*** Opening Records provided ***

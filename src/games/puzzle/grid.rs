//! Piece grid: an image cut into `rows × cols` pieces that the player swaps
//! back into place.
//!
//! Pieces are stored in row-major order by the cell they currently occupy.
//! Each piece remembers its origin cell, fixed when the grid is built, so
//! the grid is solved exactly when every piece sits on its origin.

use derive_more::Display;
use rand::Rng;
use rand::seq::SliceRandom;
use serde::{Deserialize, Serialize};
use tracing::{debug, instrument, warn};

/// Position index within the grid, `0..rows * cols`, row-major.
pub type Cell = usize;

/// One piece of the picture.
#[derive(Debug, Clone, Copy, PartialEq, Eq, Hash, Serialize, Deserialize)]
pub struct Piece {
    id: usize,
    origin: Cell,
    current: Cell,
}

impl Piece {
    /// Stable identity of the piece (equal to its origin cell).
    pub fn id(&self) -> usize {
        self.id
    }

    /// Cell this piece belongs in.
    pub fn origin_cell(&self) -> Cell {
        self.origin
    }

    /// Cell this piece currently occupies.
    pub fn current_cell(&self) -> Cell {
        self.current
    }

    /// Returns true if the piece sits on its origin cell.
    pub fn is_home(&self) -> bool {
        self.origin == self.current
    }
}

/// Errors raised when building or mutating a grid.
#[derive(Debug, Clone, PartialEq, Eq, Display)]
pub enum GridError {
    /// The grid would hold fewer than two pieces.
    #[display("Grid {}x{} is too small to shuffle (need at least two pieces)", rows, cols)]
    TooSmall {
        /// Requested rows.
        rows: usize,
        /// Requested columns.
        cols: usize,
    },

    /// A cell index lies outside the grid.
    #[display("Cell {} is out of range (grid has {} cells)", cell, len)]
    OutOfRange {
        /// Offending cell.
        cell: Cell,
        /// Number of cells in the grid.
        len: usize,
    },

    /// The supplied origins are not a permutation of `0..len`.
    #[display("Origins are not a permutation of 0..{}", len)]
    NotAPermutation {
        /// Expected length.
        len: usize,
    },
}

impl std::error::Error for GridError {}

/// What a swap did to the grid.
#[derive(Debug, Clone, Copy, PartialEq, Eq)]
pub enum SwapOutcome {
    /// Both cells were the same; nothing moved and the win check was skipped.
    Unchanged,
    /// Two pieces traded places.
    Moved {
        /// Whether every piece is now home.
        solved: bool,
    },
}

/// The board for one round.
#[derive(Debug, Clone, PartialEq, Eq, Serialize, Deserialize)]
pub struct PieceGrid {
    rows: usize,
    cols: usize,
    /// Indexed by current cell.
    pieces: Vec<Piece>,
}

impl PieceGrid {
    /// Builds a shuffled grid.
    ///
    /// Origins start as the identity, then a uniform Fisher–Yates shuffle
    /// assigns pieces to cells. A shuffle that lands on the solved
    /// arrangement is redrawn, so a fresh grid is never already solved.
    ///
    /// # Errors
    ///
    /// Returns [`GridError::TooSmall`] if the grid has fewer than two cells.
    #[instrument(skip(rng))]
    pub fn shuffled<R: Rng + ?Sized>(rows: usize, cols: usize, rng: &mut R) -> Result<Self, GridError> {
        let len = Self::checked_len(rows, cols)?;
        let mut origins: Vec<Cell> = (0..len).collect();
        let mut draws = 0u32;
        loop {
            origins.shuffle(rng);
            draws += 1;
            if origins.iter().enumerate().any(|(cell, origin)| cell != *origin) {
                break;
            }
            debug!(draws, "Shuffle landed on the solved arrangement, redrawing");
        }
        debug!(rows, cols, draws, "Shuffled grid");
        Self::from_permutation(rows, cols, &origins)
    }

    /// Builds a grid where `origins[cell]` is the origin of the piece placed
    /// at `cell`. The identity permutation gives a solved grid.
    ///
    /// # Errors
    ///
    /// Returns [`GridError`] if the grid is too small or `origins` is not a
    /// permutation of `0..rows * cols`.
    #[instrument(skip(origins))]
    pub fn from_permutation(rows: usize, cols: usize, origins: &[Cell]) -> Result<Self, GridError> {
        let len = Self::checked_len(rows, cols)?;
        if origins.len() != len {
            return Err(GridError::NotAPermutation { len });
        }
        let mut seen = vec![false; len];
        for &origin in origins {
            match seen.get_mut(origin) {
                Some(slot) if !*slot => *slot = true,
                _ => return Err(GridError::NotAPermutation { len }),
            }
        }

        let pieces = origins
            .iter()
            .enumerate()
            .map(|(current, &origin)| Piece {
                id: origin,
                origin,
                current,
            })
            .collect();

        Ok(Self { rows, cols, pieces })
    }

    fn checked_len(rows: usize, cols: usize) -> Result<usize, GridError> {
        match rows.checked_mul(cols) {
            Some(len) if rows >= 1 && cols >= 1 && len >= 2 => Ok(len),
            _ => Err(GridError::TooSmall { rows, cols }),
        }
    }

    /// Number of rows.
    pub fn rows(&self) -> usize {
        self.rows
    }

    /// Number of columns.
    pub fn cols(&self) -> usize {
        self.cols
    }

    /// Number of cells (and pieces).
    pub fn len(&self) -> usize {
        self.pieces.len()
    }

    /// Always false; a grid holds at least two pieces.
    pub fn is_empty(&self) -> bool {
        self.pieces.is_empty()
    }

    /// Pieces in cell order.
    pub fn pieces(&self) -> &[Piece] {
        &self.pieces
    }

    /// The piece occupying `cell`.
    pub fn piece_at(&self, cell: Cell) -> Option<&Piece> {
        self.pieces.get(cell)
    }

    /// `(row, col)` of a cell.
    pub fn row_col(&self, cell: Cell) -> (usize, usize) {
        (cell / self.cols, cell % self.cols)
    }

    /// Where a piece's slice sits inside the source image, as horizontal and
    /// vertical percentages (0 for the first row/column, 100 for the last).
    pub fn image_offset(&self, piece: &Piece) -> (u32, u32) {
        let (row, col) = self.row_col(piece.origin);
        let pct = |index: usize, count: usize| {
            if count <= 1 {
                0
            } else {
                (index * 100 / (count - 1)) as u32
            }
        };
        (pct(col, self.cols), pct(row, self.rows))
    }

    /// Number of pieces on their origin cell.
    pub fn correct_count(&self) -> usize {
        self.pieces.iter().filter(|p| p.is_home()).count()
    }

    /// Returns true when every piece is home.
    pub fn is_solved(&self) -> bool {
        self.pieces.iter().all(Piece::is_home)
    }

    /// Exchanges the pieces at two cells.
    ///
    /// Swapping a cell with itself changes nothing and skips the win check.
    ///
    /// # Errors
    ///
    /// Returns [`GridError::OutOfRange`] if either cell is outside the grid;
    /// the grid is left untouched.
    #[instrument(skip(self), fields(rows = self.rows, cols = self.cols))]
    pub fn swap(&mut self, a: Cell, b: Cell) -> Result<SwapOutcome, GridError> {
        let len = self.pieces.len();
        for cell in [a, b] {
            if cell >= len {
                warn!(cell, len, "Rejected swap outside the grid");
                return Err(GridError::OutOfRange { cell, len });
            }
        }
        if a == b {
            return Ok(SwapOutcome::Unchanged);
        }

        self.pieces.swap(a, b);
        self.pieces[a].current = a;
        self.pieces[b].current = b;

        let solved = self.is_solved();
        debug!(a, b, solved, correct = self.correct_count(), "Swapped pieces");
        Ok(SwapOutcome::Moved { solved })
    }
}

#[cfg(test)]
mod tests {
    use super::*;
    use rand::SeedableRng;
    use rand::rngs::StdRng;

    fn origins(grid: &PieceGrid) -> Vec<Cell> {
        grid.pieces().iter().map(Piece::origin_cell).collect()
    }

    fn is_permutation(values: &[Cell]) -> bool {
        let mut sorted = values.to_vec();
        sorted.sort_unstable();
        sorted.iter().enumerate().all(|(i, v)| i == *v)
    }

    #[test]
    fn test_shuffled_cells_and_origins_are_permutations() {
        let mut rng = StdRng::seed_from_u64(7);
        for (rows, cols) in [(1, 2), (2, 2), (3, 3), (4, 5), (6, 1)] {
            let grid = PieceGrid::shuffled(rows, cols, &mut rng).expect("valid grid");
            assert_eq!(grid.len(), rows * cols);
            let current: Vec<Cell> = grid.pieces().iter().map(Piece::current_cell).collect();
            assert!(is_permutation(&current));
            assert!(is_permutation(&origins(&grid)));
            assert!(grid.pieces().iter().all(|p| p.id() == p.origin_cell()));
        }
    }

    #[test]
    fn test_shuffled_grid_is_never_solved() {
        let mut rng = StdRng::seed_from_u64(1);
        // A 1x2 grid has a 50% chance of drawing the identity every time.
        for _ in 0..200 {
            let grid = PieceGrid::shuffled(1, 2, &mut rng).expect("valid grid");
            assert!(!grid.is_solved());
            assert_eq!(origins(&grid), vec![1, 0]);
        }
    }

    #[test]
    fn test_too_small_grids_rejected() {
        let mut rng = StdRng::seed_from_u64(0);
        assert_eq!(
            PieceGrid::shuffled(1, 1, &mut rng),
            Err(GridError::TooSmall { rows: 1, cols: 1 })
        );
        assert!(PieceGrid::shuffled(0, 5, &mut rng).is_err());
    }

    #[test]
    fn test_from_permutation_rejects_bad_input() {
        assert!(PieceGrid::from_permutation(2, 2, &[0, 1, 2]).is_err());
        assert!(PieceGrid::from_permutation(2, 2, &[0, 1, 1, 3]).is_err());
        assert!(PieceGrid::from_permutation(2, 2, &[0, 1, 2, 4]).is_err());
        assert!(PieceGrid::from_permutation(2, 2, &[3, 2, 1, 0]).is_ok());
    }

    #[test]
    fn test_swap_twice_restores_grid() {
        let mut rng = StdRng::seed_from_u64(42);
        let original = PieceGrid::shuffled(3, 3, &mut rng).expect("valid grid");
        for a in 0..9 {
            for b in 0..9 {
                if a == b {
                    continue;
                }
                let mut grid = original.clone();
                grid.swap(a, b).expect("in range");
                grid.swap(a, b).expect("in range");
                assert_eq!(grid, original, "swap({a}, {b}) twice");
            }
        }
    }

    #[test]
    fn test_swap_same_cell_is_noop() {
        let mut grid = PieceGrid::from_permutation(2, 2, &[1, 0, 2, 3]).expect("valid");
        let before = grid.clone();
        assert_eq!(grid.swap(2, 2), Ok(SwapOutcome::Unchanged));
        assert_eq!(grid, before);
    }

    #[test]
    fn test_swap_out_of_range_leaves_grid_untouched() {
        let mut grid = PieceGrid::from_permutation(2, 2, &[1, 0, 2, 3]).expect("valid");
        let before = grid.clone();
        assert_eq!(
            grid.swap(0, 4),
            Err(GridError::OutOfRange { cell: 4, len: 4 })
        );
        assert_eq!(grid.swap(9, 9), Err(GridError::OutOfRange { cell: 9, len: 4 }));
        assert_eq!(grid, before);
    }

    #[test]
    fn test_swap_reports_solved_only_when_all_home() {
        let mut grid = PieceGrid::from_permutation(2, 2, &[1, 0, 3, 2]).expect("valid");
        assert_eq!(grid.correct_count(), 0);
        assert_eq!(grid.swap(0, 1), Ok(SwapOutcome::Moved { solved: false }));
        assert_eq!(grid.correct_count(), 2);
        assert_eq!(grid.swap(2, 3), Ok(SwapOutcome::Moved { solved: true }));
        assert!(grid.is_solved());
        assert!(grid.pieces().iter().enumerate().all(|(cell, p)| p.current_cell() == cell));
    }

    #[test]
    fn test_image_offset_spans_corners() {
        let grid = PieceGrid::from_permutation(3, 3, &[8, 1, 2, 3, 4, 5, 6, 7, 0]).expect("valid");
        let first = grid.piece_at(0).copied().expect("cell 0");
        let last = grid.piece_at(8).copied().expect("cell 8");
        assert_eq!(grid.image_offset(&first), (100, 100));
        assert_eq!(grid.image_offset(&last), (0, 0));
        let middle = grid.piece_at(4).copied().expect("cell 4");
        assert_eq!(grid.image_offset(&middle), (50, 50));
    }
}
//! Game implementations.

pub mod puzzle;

*** Closing Records provided ***
*** Opening Records provided ***

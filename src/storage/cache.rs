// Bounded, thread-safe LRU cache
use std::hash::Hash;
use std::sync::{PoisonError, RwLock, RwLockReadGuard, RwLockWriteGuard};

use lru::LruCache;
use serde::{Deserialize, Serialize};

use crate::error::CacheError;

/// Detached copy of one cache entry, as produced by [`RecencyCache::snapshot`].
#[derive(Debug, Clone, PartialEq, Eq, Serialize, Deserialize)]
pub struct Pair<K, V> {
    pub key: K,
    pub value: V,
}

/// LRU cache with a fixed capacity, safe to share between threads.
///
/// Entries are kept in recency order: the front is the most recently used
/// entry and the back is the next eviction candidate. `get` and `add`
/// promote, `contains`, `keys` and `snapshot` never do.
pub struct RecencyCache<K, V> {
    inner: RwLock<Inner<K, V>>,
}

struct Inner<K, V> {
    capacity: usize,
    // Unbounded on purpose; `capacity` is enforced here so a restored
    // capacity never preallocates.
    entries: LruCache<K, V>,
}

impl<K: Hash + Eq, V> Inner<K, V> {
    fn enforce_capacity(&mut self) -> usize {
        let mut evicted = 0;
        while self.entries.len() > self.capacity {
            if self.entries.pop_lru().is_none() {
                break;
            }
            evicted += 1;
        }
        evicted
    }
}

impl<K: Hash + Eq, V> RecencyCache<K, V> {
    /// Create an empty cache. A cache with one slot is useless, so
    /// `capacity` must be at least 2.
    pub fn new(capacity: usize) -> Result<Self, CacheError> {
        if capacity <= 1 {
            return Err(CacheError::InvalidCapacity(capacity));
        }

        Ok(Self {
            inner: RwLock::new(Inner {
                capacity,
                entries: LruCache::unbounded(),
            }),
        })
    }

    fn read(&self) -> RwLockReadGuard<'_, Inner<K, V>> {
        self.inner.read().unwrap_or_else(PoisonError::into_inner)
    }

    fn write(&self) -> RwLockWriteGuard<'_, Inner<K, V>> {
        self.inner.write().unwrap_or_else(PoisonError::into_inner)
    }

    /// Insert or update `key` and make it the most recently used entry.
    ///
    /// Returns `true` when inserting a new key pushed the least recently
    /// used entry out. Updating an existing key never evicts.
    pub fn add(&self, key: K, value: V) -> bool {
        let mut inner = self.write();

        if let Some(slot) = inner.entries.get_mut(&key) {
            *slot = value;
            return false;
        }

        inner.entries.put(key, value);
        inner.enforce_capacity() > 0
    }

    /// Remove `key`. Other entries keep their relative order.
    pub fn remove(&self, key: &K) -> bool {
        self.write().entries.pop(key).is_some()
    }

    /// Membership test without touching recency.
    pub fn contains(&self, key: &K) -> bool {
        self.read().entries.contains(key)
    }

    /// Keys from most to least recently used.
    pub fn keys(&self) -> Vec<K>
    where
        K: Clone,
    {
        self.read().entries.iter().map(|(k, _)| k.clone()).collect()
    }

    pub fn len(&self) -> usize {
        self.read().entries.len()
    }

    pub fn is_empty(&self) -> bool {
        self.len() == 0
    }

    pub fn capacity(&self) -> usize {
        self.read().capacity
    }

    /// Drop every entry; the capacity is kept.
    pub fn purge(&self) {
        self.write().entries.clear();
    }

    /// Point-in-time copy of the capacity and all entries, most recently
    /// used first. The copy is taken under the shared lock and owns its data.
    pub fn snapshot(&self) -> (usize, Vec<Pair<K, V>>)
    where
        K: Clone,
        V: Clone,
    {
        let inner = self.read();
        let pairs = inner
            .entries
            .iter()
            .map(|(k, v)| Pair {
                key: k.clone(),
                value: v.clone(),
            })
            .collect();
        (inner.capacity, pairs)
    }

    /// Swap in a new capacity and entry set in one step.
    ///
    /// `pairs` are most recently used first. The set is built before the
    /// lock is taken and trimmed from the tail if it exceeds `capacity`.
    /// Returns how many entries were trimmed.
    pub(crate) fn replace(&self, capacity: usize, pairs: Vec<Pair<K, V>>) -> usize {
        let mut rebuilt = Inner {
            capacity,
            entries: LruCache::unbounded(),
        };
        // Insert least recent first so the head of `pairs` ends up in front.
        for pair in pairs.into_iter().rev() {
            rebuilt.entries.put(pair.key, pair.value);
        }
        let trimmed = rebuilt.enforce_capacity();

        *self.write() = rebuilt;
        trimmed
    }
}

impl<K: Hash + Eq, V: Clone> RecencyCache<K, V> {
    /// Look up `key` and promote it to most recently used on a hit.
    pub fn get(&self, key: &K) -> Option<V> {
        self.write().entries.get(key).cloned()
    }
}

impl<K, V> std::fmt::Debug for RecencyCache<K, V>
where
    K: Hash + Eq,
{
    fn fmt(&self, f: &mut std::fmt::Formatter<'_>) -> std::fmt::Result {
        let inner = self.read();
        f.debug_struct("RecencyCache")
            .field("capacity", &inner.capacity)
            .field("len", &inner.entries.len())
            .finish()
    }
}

*** Closing Records provided ***

How many of the lines in this material contain the word "promote"? State the number and nothing else.

- _The answer_: 2